# TASK REQUIREMENTS
Begin at the top of the records and copy each line exactly. The line containing "use insieme_auth::Identity;" is the last one to include.

—————

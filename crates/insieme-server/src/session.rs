//! Per-connection session state machine.
//!
//! ```text
//! [await_connect] --connect(valid)--> [active]
//! [await_connect] --connect(bad auth)--> error(auth_failed) -> [closed]
//! [await_connect] --any other msg--> error(bad_request), stay
//! [active] --submit_events/sync--> process, stay
//! [*] --version mismatch / unexpected fault--> error -> [closed]
//! ```
//!
//! One task per session reads its inbound queue and awaits each handler to
//! completion, so inbound messages are processed strictly sequentially.

use std::sync::Arc;
use std::time::Instant;

use chrono::Utc;
use tokio::sync::mpsc;
use tracing::{debug, info, warn};

use insieme_auth::Identity;
use insieme_store_core::{NewEvent, SyncQuery};
use insieme_types::wire::{
    ConnectPayload, ConnectedPayload, Message, SubmitEventsPayload, SubmitEventsResultPayload,
    SubmitItem, SubmitResult, SyncPayload, SyncResponsePayload,
};
use insieme_types::{
    canonical, CommittedEvent, Envelope, ErrorCode, ProtocolError, ValidationContext,
    DEFAULT_SYNC_LIMIT, MAX_SUBMIT_ITEMS, MAX_SYNC_LIMIT,
};

use crate::hub::{SessionHandle, SessionId};
use crate::ServerInner;

#[derive(Debug, Clone, Copy, PartialEq, Eq)]
enum SessionState {
    AwaitConnect,
    Active,
    Closed,
}

enum ItemOutcome {
    Rejected(SubmitResult),
    Committed { result: SubmitResult, broadcast: Option<CommittedEvent> },
}

pub(crate) struct Session {
    id: SessionId,
    server: Arc<ServerInner>,
    handle: Arc<SessionHandle>,
    outbound: mpsc::Sender<Envelope>,
    state: SessionState,
    identity: Option<Identity>,
    /// Pinned upper bound for the sync cycle in progress.
    sync_to: Option<u64>,
    window_start: Instant,
    window_count: u32,
}

impl Session {
    pub(crate) fn new(
        id: SessionId,
        server: Arc<ServerInner>,
        handle: Arc<SessionHandle>,
        outbound: mpsc::Sender<Envelope>,
    ) -> Self {
        Self {
            id,
            server,
            handle,
            outbound,
            state: SessionState::AwaitConnect,
            identity: None,
            sync_to: None,
            window_start: Instant::now(),
            window_count: 0,
        }
    }

    pub(crate) async fn run(mut self, mut inbound: mpsc::Receiver<Envelope>) {
        while let Some(envelope) = inbound.recv().await {
            if let Err(err) = self.dispatch(envelope).await {
                self.send_error(&err).await;
            }
            if self.state == SessionState::Closed {
                break;
            }
        }
        self.server.hub.unregister(self.id);
        debug!(session = %self.id, "session closed");
    }

    async fn dispatch(&mut self, envelope: Envelope) -> Result<(), ProtocolError> {
        envelope.ensure_version()?;
        let state = self.state;
        match (state, envelope.message) {
            (SessionState::AwaitConnect, Message::Connect(payload)) => {
                self.handle_connect(payload).await
            }
            (SessionState::AwaitConnect, _) => {
                Err(ProtocolError::bad_request("connect required before any other message"))
            }
            (SessionState::Active, Message::SubmitEvents(payload)) => {
                self.handle_submit(payload).await
            }
            (SessionState::Active, Message::Sync(payload)) => self.handle_sync(payload).await,
            (SessionState::Active, _) => {
                Err(ProtocolError::bad_request("unexpected message type for active session"))
            }
            (SessionState::Closed, _) => Ok(()),
        }
    }

    //───────────────────── connect ─────────────────────

    async fn handle_connect(&mut self, payload: ConnectPayload) -> Result<(), ProtocolError> {
        let identity = self
            .server
            .verifier
            .verify(&payload.token)
            .await
            .map_err(|e| ProtocolError::auth_failed(format!("token rejected: {e}")))?;
        if identity.client_id != payload.client_id {
            warn!(session = %self.id, claimed = %payload.client_id, "client_id does not match token subject");
            return Err(ProtocolError::auth_failed("client_id does not match token subject"));
        }
        let server_last_committed_id = self
            .server
            .store
            .max_committed_id()
            .await
            .map_err(|e| e.to_protocol_error())?;

        self.state = SessionState::Active;
        info!(session = %self.id, client = %identity.client_id, "session active");
        let client_id = identity.client_id.clone();
        self.identity = Some(identity);
        self.send(Message::Connected(ConnectedPayload { client_id, server_last_committed_id }))
            .await
    }

    //───────────────────── submit ─────────────────────

    async fn handle_submit(&mut self, payload: SubmitEventsPayload) -> Result<(), ProtocolError> {
        if has_duplicate_ids(&payload.events) {
            return Err(ProtocolError::bad_request("duplicate event ids in request"));
        }
        if payload.events.len() != MAX_SUBMIT_ITEMS {
            return Err(ProtocolError::bad_request("exactly one event per submit_events request"));
        }
        let Some(item) = payload.events.into_iter().next() else {
            return Err(ProtocolError::bad_request("exactly one event per submit_events request"));
        };
        self.check_submit_rate()?;

        let client_id = self
            .identity
            .as_ref()
            .map(|i| i.client_id.clone())
            .ok_or_else(|| ProtocolError::server_error("active session without identity"))?;

        match self.process_item(item, &client_id).await? {
            ItemOutcome::Rejected(result) => {
                self.send(Message::SubmitEventsResult(SubmitEventsResultPayload {
                    results: vec![result],
                }))
                .await
            }
            ItemOutcome::Committed { result, broadcast } => {
                // The origin learns the outcome from this reply, never from a
                // broadcast; fan-out strictly follows it.
                self.send(Message::SubmitEventsResult(SubmitEventsResultPayload {
                    results: vec![result],
                }))
                .await?;
                if let Some(event) = broadcast {
                    self.server.hub.broadcast(self.id, &event);
                }
                Ok(())
            }
        }
    }

    /// Run one item through normalize → authorize → validate → commit.
    ///
    /// `Ok(Rejected)` is a per-item soft failure; `Err` rejects the request
    /// envelope (`bad_request`) or tears the session down (`server_error`).
    async fn process_item(
        &mut self,
        item: SubmitItem,
        client_id: &str,
    ) -> Result<ItemOutcome, ProtocolError> {
        let partitions = match canonical::normalize_partitions(&item.partitions) {
            Ok(partitions) => partitions,
            Err(err) => return Ok(ItemOutcome::Rejected(SubmitResult::rejected(&item.id, &err))),
        };

        let identity = self
            .identity
            .as_ref()
            .ok_or_else(|| ProtocolError::server_error("active session without identity"))?;
        let authorized = self
            .server
            .authorizer
            .authorize(identity, &partitions)
            .await
            .map_err(|e| ProtocolError::server_error(format!("authorizer failure: {e}")))?;
        if !authorized {
            let err = ProtocolError::forbidden("partition access denied");
            return Ok(ItemOutcome::Rejected(SubmitResult::rejected(&item.id, &err)));
        }

        let ctx = ValidationContext { client_id };
        if let Err(err) = self.server.validator.validate(&item, &ctx) {
            return match err.code {
                ErrorCode::ValidationFailed | ErrorCode::Forbidden => {
                    Ok(ItemOutcome::Rejected(SubmitResult::rejected(&item.id, &err)))
                }
                _ => Err(err),
            };
        }

        let candidate = NewEvent {
            id: item.id.clone(),
            client_id: client_id.to_owned(),
            partitions,
            event: item.event,
            now: Utc::now(),
        };
        match self.server.store.commit_or_get_existing(candidate).await {
            Ok(outcome) => {
                debug!(
                    session = %self.id,
                    committed_id = outcome.event.committed_id,
                    deduped = outcome.deduped,
                    "event committed"
                );
                let result = SubmitResult::committed(&outcome.event);
                // A dedup hit was fanned out when it first committed.
                let broadcast = (!outcome.deduped).then_some(outcome.event);
                Ok(ItemOutcome::Committed { result, broadcast })
            }
            Err(err @ insieme_store_core::StoreError::CanonicalMismatch { .. }) => {
                Ok(ItemOutcome::Rejected(SubmitResult::rejected(&item.id, &err.to_protocol_error())))
            }
            Err(err) => Err(err.to_protocol_error()),
        }
    }

    fn check_submit_rate(&mut self) -> Result<(), ProtocolError> {
        let Some(max) = self.server.config.max_submits_per_window else {
            return Ok(());
        };
        let now = Instant::now();
        if now.duration_since(self.window_start) >= self.server.config.submit_window {
            self.window_start = now;
            self.window_count = 0;
        }
        if self.window_count >= max {
            return Err(ProtocolError::rate_limited("submit rate exceeded"));
        }
        self.window_count += 1;
        Ok(())
    }

    //───────────────────── sync ─────────────────────

    async fn handle_sync(&mut self, payload: SyncPayload) -> Result<(), ProtocolError> {
        let partitions = canonical::normalize_partitions(&payload.partitions)?;

        let identity = self
            .identity
            .as_ref()
            .ok_or_else(|| ProtocolError::server_error("active session without identity"))?;
        let authorized = self
            .server
            .authorizer
            .authorize(identity, &partitions)
            .await
            .map_err(|e| ProtocolError::server_error(format!("authorizer failure: {e}")))?;
        if !authorized {
            return Err(ProtocolError::forbidden("partition access denied"));
        }

        let limit = payload.limit.unwrap_or(DEFAULT_SYNC_LIMIT).clamp(1, MAX_SYNC_LIMIT);
        let sync_to_committed_id = match self.sync_to {
            Some(pinned) => {
                self.handle.set_subscription(partitions.clone());
                pinned
            }
            None => {
                let max = self
                    .server
                    .store
                    .max_committed_id()
                    .await
                    .map_err(|e| e.to_protocol_error())?;
                self.handle.begin_sync(partitions.clone());
                self.sync_to = Some(max);
                max
            }
        };

        let page = self
            .server
            .store
            .list_committed_since(SyncQuery {
                partitions: partitions.clone(),
                since_committed_id: payload.since_committed_id,
                limit,
                sync_to_committed_id,
            })
            .await
            .map_err(|e| e.to_protocol_error())?;

        let has_more = page.has_more;
        debug!(
            session = %self.id,
            events = page.events.len(),
            has_more,
            sync_to = sync_to_committed_id,
            "sync page served"
        );
        self.send(Message::SyncResponse(SyncResponsePayload {
            partitions,
            events: page.events,
            next_since_committed_id: page.next_since_committed_id,
            has_more,
        }))
        .await?;

        if !has_more {
            self.sync_to = None;
            self.handle.end_sync();
        }
        Ok(())
    }

    //───────────────────── plumbing ─────────────────────

    async fn send(&mut self, message: Message) -> Result<(), ProtocolError> {
        if self.outbound.send(Envelope::new(message)).await.is_err() {
            debug!(session = %self.id, "outbound channel closed");
            self.state = SessionState::Closed;
        }
        Ok(())
    }

    async fn send_error(&mut self, err: &ProtocolError) {
        warn!(session = %self.id, code = %err.code, "protocol error: {}", err.message);
        let _ = self.send(Message::Error(err.to_payload())).await;
        if err.code.closes_connection() {
            self.state = SessionState::Closed;
        }
    }
}

fn has_duplicate_ids(items: &[SubmitItem]) -> bool {
    for (i, item) in items.iter().enumerate() {
        if items[i + 1..].iter().any(|other| other.id == item.id) {
            return true;
        }
    }
    false
}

—————

# RESPONSE TO THE TASK
filename crates/insieme-server/src/session.rs
//! Per-connection session state machine.
//!
//! ```text
//! [await_connect] --connect(valid)--> [active]
//! [await_connect] --connect(bad auth)--> error(auth_failed) -> [closed]
//! [await_connect] --any other msg--> error(bad_request), stay
//! [active] --submit_events/sync--> process, stay
//! [*] --version mismatch / unexpected fault--> error -> [closed]
//! ```
//!
//! One task per session reads its inbound queue and awaits each handler to
//! completion, so inbound messages are processed strictly sequentially.

use std::sync::Arc;
use std::time::Instant;

use chrono::Utc;
use tokio::sync::mpsc;
use tracing::{debug, info, warn};

use insieme_auth::Identity;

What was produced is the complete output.